Meri masih berdiri mematung di depan pintu untuk menunggu penjelasan dari Sindi. Ia mengangkat kepala dan menaikkan alis matanya menanyai Sindi tentang hal tersebut. “Gak ada apa-apa. Ternyata itu adalah suara kayu jemuran yang sudah terlepas talinya, kemudian tertiup angin sehingga menghantam pintu rumah. Jangan khawatir, aku sudah mengikatnya dengan teguh” Sindi segera berlalu masuk ke dalam kamar. Meri menyusul dari belakang.
“Sindi, aku sudah tidak kuat lagi berada di sini. Pokoknya besok kita harus segera pulang” Irma menggerutu sambil menangis.
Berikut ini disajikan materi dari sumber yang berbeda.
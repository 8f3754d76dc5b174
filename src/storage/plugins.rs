//! Registration of the storage config plugins shipped with the crate.

use super::compute_log_manager::local_compute_log_manager_config_plugin;
use super::event_log::sqlite_event_log_storage_config_plugin;
use super::root::local_artifact_storage_config_plugin;
use super::sqlite_run_storage::sqlite_run_storage_config_plugin;
use crate::config_plugin::ConfigPluginRegistry;
use crate::constants::plugins::*;
use crate::error::Result;

/// Register the four default storage plugins under their serialized identities.
///
/// An [`crate::instance::InstanceRef`] built by `from_dir` without overrides only
/// names plugins registered here.
pub fn register_builtin_plugins(registry: &mut ConfigPluginRegistry) -> Result<()> {
    registry.register_plugin(
        LOCAL_ARTIFACT_STORAGE_MODULE,
        LOCAL_ARTIFACT_STORAGE_PLUGIN,
        local_artifact_storage_config_plugin(),
    )?;
    registry.register_plugin(
        SQLITE_RUN_STORAGE_MODULE,
        SQLITE_RUN_STORAGE_PLUGIN,
        sqlite_run_storage_config_plugin(),
    )?;
    registry.register_plugin(
        SQLITE_EVENT_LOG_STORAGE_MODULE,
        SQLITE_EVENT_LOG_STORAGE_PLUGIN,
        sqlite_event_log_storage_config_plugin(),
    )?;
    registry.register_plugin(
        LOCAL_COMPUTE_LOG_MANAGER_MODULE,
        LOCAL_COMPUTE_LOG_MANAGER_PLUGIN,
        local_compute_log_manager_config_plugin(),
    )?;
    Ok(())
}

/// Register the postgres run storage plugin.
///
/// Kept apart from the builtins: postgres resolves through the same protocol a
/// third-party backend would use.
#[cfg(feature = "postgres")]
pub fn register_postgres_plugins(registry: &mut ConfigPluginRegistry) -> Result<()> {
    registry.register_plugin(
        POSTGRES_RUN_STORAGE_MODULE,
        POSTGRES_RUN_STORAGE_PLUGIN,
        super::postgres_run_storage::postgres_run_storage_config_plugin(),
    )
}
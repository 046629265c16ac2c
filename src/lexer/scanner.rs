//! Lexer/Scanner implementation for the Rubby language
//!
//! This module implements lexical analysis, converting source code into tokens.
//! Which rules apply depends on the mode on top of the [`LexerState`] stack:
//! code, single-quoted strings, double-quoted strings with `#{}`
//! interpolation, or comments.

use std::num::IntErrorKind;

use super::state::{LexerState, Mode};
use super::token::{Keyword, Literal, Operator, Token, TokenType};
use crate::error::{RubbyError, RubbyResult, SourceLocation};

/// Lexer for Rubby source code
///
/// Iterating a `Lexer` yields the raw token stream, whitespace and comments
/// included, ending with a single `Eof`. Use [`Lexer::tokenize`] for the
/// stream the parser consumes.
pub struct Lexer {
    source: Vec<char>,
    start: usize,
    current: usize,
    line: usize,
    column: usize,
    start_line: usize,
    start_column: usize,
    filename: Option<String>,
    state: LexerState,
    /// Whitespace or a comment was the last token produced
    spaced: bool,
    finished: bool,
}
//! Lexer mode stack
//!
//! The scanner picks its rules from the mode on top of this stack. Each frame
//! keeps its own flags, so an interpolation opened inside another
//! interpolation is closed by its own `}` and never by an outer one.

/// Sub-grammar the lexer is currently scanning
#[derive(Debug, Clone, Copy, PartialEq, Eq)]
pub enum Mode {
    /// Ordinary code
    Default,
    /// Inside `'...'`
    SimpleString,
    /// Inside `"..."`, where `#{` opens an interpolation
    ComplexString,
    /// From `#` to the end of the line
    Comment,
}

/// Flags attached to a mode frame
#[derive(Debug, Clone, Copy, PartialEq, Eq)]
pub enum Flag {
    /// The `Default` frame was pushed by `#{` and ends at its matching `}`
    InsideInterpolatedExpression,
}

#[derive(Debug, Clone)]
struct Frame {
    mode: Mode,
    flags: Vec<Flag>,
    /// Unclosed `{` seen in this frame
    braces: usize,
    /// String frames: the next segment has not produced its fragment yet
    segment_open: bool,
}

impl Frame {
    fn new(mode: Mode) -> Self {
        Self {
            mode,
            flags: Vec::new(),
            braces: 0,
            segment_open: matches!(mode, Mode::SimpleString | Mode::ComplexString),
        }
    }
}

/// Stack of lexer modes; never empty
#[derive(Debug, Clone)]
pub struct LexerState {
    frames: Vec<Frame>,
}

impl LexerState {
    /// A fresh stack holding a single `Default` frame
    pub fn new() -> Self {
        Self {
            frames: vec![Frame::new(Mode::Default)],
        }
    }

    /// The active mode
    pub fn mode(&self) -> Mode {
        self.top().mode
    }

    pub fn push(&mut self, mode: Mode) {
        self.frames.push(Frame::new(mode));
    }

    /// Enter an interpolated expression from a double-quoted string
    ///
    /// The string frame underneath starts a new segment once the
    /// interpolation closes.
    pub fn push_interpolation(&mut self) {
        self.top_mut().segment_open = true;
        let mut frame = Frame::new(Mode::Default);
        frame.flags.push(Flag::InsideInterpolatedExpression);
        self.frames.push(frame);
    }

    /// Leave the active mode. The bottom `Default` frame is never popped.
    pub fn pop(&mut self) -> Option<Mode> {
        if self.frames.len() > 1 {
            self.frames.pop().map(|frame| frame.mode)
        } else {
            None
        }
    }

    /// Whether the active frame carries `flag`
    pub fn is_set(&self, flag: Flag) -> bool {
        self.top().flags.contains(&flag)
    }

    /// Whether any frame is an open string or interpolation
    pub fn in_string(&self) -> bool {
        self.frames
            .iter()
            .any(|frame| matches!(frame.mode, Mode::SimpleString | Mode::ComplexString))
    }

    /// Record a `{` in the active frame
    pub fn open_brace(&mut self) {
        self.top_mut().braces += 1;
    }

    /// Record a `}`; returns true when it closes the active interpolation
    pub fn close_brace(&mut self) -> bool {
        if self.top().braces > 0 {
            self.top_mut().braces -= 1;
            return false;
        }
        self.is_set(Flag::InsideInterpolatedExpression)
    }

    /// Whether the active string frame still owes a fragment for its segment
    pub fn segment_open(&self) -> bool {
        self.top().segment_open
    }

    pub fn set_segment_open(&mut self, open: bool) {
        self.top_mut().segment_open = open;
    }

    fn top(&self) -> &Frame {
        let last = self.frames.len() - 1;
        &self.frames[last]
    }

    fn top_mut(&mut self) -> &mut Frame {
        let last = self.frames.len() - 1;
        &mut self.frames[last]
    }
}

impl Default for LexerState {
    fn default() -> Self {
        Self::new()
    }
}
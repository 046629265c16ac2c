//! Abstract Syntax Tree definitions
//!
//! This module defines the AST node types for the Rubby language. Every node
//! owns its children outright, so a parsed tree has no sharing and no cycles.
//!
//! Constructs whose trailing indented body is parsed after their header (classes,
//! modules, methods, blocks) are built through a header value that is consumed
//! once the body is known, rather than patched in place.

use crate::lexer::Operator;

/// Root AST node representing a complete program
#[derive(Debug, Clone, PartialEq, Default)]
pub struct Ast {
    pub statements: Vec<Node>,
}

/// Expression node
#[derive(Debug, Clone, PartialEq)]
pub enum Node {
    IntegerLit(i64),
    FloatLit(f64),
    /// A string without interpolation, fragments already joined
    SimpleStringLit(String),
    /// `#{expr}` inside a double-quoted string
    Interpolation(Box<Node>),
    /// Alternating string and interpolation parts, starting and ending with
    /// a (possibly empty) `SimpleStringLit`
    InterpolatedString(Vec<Node>),
    ConstantRef(String),
    /// `:name`, `:Name` or `:"string"`; wraps a string-like node
    SymbolLit(Box<Node>),
    ArrayLit(Vec<Node>),
    HashLit(Vec<HashElement>),
    Call(Call),
    Block(Block),
    Method(Method),
    Class(Class),
    Module(Module),
    UnaryOp {
        operator: Operator,
        operand: Box<Node>,
    },
    BinaryOp {
        operator: Operator,
        left: Box<Node>,
        right: Box<Node>,
    },
    /// Explicit parentheses, kept so the tree mirrors the source
    Group(Box<Node>),
}

/// `key: value` inside a hash literal
#[derive(Debug, Clone, PartialEq)]
pub struct HashElement {
    pub key: Node,
    pub value: Node,
}

/// Method call, optionally followed by a block
#[derive(Debug, Clone, PartialEq)]
pub struct Call {
    pub name: String,
    pub args: Vec<Node>,
    pub block: Option<Block>,
}

/// `&> (params)` with an indented body
#[derive(Debug, Clone, PartialEq, Default)]
pub struct Block {
    pub params: Vec<Argument>,
    pub body: Vec<Node>,
}

/// `name -> (params)` with an indented body
#[derive(Debug, Clone, PartialEq)]
pub struct Method {
    pub name: String,
    pub params: Vec<Argument>,
    pub body: Vec<Node>,
}

#[derive(Debug, Clone, PartialEq)]
pub struct Class {
    pub name: Box<Node>,
    pub superclass: Option<Box<Node>>,
    pub body: Vec<Node>,
}

#[derive(Debug, Clone, PartialEq)]
pub struct Module {
    pub name: Box<Node>,
    pub body: Vec<Node>,
}

/// Formal parameter of a method or block
#[derive(Debug, Clone, PartialEq)]
pub enum Argument {
    /// `name`
    Plain(String),
    /// `*name`
    Splat(String),
    /// `name = default`
    Default { name: String, default: Node },
    /// `name: value`
    Keyword { name: String, value: Node },
}

impl Argument {
    pub fn name(&self) -> &str {
        match self {
            Self::Plain(name) | Self::Splat(name) => name,
            Self::Default { name, .. } | Self::Keyword { name, .. } => name,
        }
    }
}

// ===== Deferred attachment =====

/// `class Name [< Superclass]` before its body has been parsed
#[derive(Debug, Clone, PartialEq)]
pub struct ClassHeader {
    name: Node,
    superclass: Option<Node>,
}

impl ClassHeader {
    pub fn new(name: Node, superclass: Option<Node>) -> Self {
        Self { name, superclass }
    }

    pub fn finish(self, body: Vec<Node>) -> Class {
        Class {
            name: Box::new(self.name),
            superclass: self.superclass.map(Box::new),
            body,
        }
    }
}

/// `module Name` before its body has been parsed
#[derive(Debug, Clone, PartialEq)]
pub struct ModuleHeader {
    name: Node,
}

impl ModuleHeader {
    pub fn new(name: Node) -> Self {
        Self { name }
    }

    pub fn finish(self, body: Vec<Node>) -> Module {
        Module {
            name: Box::new(self.name),
            body,
        }
    }
}

/// `name ->` before its parameter list and body have been parsed
#[derive(Debug, Clone, PartialEq)]
pub struct MethodHeader {
    name: String,
    params: Vec<Argument>,
}

impl MethodHeader {
    pub fn new(name: impl Into<String>) -> Self {
        Self {
            name: name.into(),
            params: Vec::new(),
        }
    }

    pub fn with_params(self, params: Vec<Argument>) -> Self {
        Self { params, ..self }
    }

    pub fn finish(self, body: Vec<Node>) -> Method {
        Method {
            name: self.name,
            params: self.params,
            body,
        }
    }
}

/// `&> (params)` before its body has been parsed
#[derive(Debug, Clone, PartialEq, Default)]
pub struct BlockHeader {
    params: Vec<Argument>,
}

impl BlockHeader {
    pub fn new(params: Vec<Argument>) -> Self {
        Self { params }
    }

    pub fn finish(self, body: Vec<Node>) -> Block {
        Block {
            params: self.params,
            body,
        }
    }
}

impl Call {
    pub fn new(name: impl Into<String>, args: Vec<Node>) -> Self {
        Self {
            name: name.into(),
            args,
            block: None,
        }
    }

    /// Attach the trailing block
    pub fn with_block(self, block: Block) -> Self {
        Self {
            block: Some(block),
            ..self
        }
    }
}

// ===== Construction helpers =====

impl Node {
    pub fn integer(value: i64) -> Self {
        Self::IntegerLit(value)
    }

    pub fn float(value: f64) -> Self {
        Self::FloatLit(value)
    }

    pub fn string(value: impl Into<String>) -> Self {
        Self::SimpleStringLit(value.into())
    }

    pub fn constant(name: impl Into<String>) -> Self {
        Self::ConstantRef(name.into())
    }

    /// `:name`
    pub fn symbol(name: impl Into<String>) -> Self {
        Self::SymbolLit(Box::new(Self::string(name)))
    }

    pub fn interpolation(expr: Node) -> Self {
        Self::Interpolation(Box::new(expr))
    }

    pub fn call(name: impl Into<String>, args: Vec<Node>) -> Self {
        Self::Call(Call::new(name, args))
    }

    pub fn unary(operator: Operator, operand: Node) -> Self {
        Self::UnaryOp {
            operator,
            operand: Box::new(operand),
        }
    }

    pub fn binary(operator: Operator, left: Node, right: Node) -> Self {
        Self::BinaryOp {
            operator,
            left: Box::new(left),
            right: Box::new(right),
        }
    }

    pub fn group(inner: Node) -> Self {
        Self::Group(Box::new(inner))
    }

    pub fn hash(pairs: Vec<(Node, Node)>) -> Self {
        Self::HashLit(
            pairs
                .into_iter()
                .map(|(key, value)| HashElement { key, value })
                .collect(),
        )
    }

    /// Direct children in source order
    pub fn children(&self) -> Vec<&Node> {
        match self {
            Self::IntegerLit(_) | Self::FloatLit(_) | Self::SimpleStringLit(_) | Self::ConstantRef(_) => Vec::new(),
            Self::Interpolation(inner) | Self::SymbolLit(inner) | Self::Group(inner) => vec![inner.as_ref()],
            Self::UnaryOp { operand, .. } => vec![operand.as_ref()],
            Self::BinaryOp { left, right, .. } => vec![left.as_ref(), right.as_ref()],
            Self::InterpolatedString(parts) => parts.iter().collect(),
            Self::ArrayLit(elements) => elements.iter().collect(),
            Self::HashLit(elements) => elements
                .iter()
                .flat_map(|element| [&element.key, &element.value])
                .collect(),
            Self::Call(call) => {
                let mut children: Vec<&Node> = call.args.iter().collect();
                if let Some(block) = &call.block {
                    children.extend(block.children());
                }
                children
            }
            Self::Block(block) => block.children(),
            Self::Method(method) => params_children(&method.params)
                .into_iter()
                .chain(method.body.iter())
                .collect(),
            Self::Class(class) => {
                let mut children = vec![class.name.as_ref()];
                children.extend(class.superclass.as_deref());
                children.extend(class.body.iter());
                children
            }
            Self::Module(module) => std::iter::once(module.name.as_ref())
                .chain(module.body.iter())
                .collect(),
        }
    }
}

impl Block {
    fn children(&self) -> Vec<&Node> {
        params_children(&self.params)
            .into_iter()
            .chain(self.body.iter())
            .collect()
    }
}

fn params_children(params: &[Argument]) -> Vec<&Node> {
    params
        .iter()
        .filter_map(|param| match param {
            Argument::Default { default, .. } => Some(default),
            Argument::Keyword { value, .. } => Some(value),
            Argument::Plain(_) | Argument::Splat(_) => None,
        })
        .collect()
}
Semua cerita yang telah ia dengar dan semua kejadian yang telah terjadi di hari itu benar-benar membuat kondisi Irma menjadi berubah drastis. Wajahnya tampak begitu pucat. Ia diselimuti oleh rasa takut yang luar biasa.
“Iya, aku janji, pokoknya besok kita akan pulang dengan selamat. Kamu jangan takut lagi, ya. Tidurlah, istirahatkan dirimu, aku tahu kau sudah lelah” Sindi memeluk temannya itu dengan begitu erat. Ia berjanji di dalam hatinya, bagaimanapun caranya ia harus berhasil membawa mereka semua keluar dari desa tersebut, karena dialah yang telah membuat kedua temannya itu terjebak di dalam desa yang suram itu.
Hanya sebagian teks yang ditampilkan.